OPEC's comments on the UAE came as the Arab country prepares to play host of the upcoming 146th (Extraordinary) Meeting of the OPEC Conference on December 5, 2007 in the Capital City of Abu Dhabi.
While the UAE is a country rich in oil, it has diversified its economic activities and attracted direct foreign investments, making the country less dependent on petroleum and natural gas.
This economic diversification, it added, has been most visible in the frenzied construction projects, valued at more than $350 billion going on in some of the Emirates.
The publication paid tribute to the UAE founding father, the late Shaikh Zayed bin Sultan Al Nahyan who 'brought his vision to bear on the UAE and is credited with transforming the country into the formidable and modern country it is today.
With the new-found oil wealth in the early 1960s, Shaikh Zayed bin Sultan Al Nahyan, the ruler of Abu Dhabi since 1969, embarked on the construction of schools, houses, hospitals and roads.
The same transformation was apparent in the Emirate of Dubai.
'Shaikh Khalifa has continued to lead with the vision and openness of his late father, ensuring that both the Emirate of Abu Dhabi and the UAE, continue to thrive along the path of development envisioned by his father'.
Elaborating on the economic success of the UAE, the bulletin said all the Emirates have recorded varying degrees of economic success.

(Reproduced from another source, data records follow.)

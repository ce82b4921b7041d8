use std::sync::atomic::{AtomicBool, Ordering};
use std::sync::Arc;

use pwmctl::frame::PostcardDecoder;
use pwmctl::stream::{ReadingStream, StreamConfig, SyncConfig};
use pwmctl::transport::{PortCloser, Transport};
use tracing::info;

use crate::cmd::{open_transport, StreamArgs};
use crate::exit::{stream_error, CliError, CliResult, INTERNAL, SUCCESS};
use crate::output::{OutputFormat, ReadingPrinter};

pub fn run(args: StreamArgs, format: OutputFormat) -> CliResult<i32> {
    let transport = open_transport(&args.port)?;
    let closer = transport.closer();
    let config = StreamConfig {
        sync: SyncConfig {
            max_attempts: args.max_retries,
        },
    };
    let mut stream = ReadingStream::with_config(transport, PostcardDecoder, config);

    stream
        .disable(args.disable.iter().copied())
        .map_err(|err| stream_error("invalid --disable", err))?;
    stream.enable(args.enable.iter().copied());

    let running = Arc::new(AtomicBool::new(true));
    install_ctrlc_handler(running.clone(), closer)?;

    let mut printer = ReadingPrinter::new(format);
    let result = print_readings(&mut stream, &mut printer, args.count, &running);
    printer.finish();

    match result {
        Ok(printed) => {
            info!(printed, "stream stopped");
            Ok(SUCCESS)
        }
        // Ctrl-C closes the link, which ends a blocked read with an error.
        Err(err) if !running.load(Ordering::SeqCst) => {
            info!(%err, "stream interrupted");
            Ok(SUCCESS)
        }
        Err(err) => Err(err),
    }
}

fn print_readings<T: Transport>(
    stream: &mut ReadingStream<T>,
    printer: &mut ReadingPrinter,
    count: Option<usize>,
    running: &AtomicBool,
) -> CliResult<usize> {
    stream
        .start()
        .map_err(|err| stream_error("priming failed", err))?;

    let mut printed = 0usize;
    while running.load(Ordering::SeqCst) {
        if count.is_some_and(|count| printed >= count) {
            break;
        }

        let reading = stream
            .next_reading()
            .map_err(|err| stream_error("stream failed", err))?;
        printer.print(&reading);
        printed = printed.saturating_add(1);
    }
    Ok(printed)
}

fn install_ctrlc_handler(running: Arc<AtomicBool>, closer: Option<PortCloser>) -> CliResult<()> {
    ctrlc::set_handler(move || {
        running.store(false, Ordering::SeqCst);
        if let Some(closer) = &closer {
            closer.close();
        }
    })
    .map_err(|err| CliError::new(INTERNAL, format!("signal handler setup failed: {err}")))
}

Citizens of the UAE, like their leaders, are a forward-looking people, OPEC's bulletin said.
'They are also amazingly accommodating, which explains why there are more people from other ethnic nationalities and countries living in the UAE than Emiratis themselves, who constitute just about 21 per cent of the country's 4.76 million population.
'While Islam is the national religion, as a country enjoying high multicultural diversity, adherents of other religions also freely practice their faith', noted the OPEC's bulletin.
The UAE, according to OPEC, is ranked 41 in the UN Human Development Index.
The OPEC's bulliten said with maternal mortality at 0.01 for every 1,000 births, an under-five mortality rate of eight per 1,000, and a GDP per capita of about 75 per cent, the country is indeed a nation with a very high standard of living and one of the most developed countries in the world, remarked OPEC's bulletin.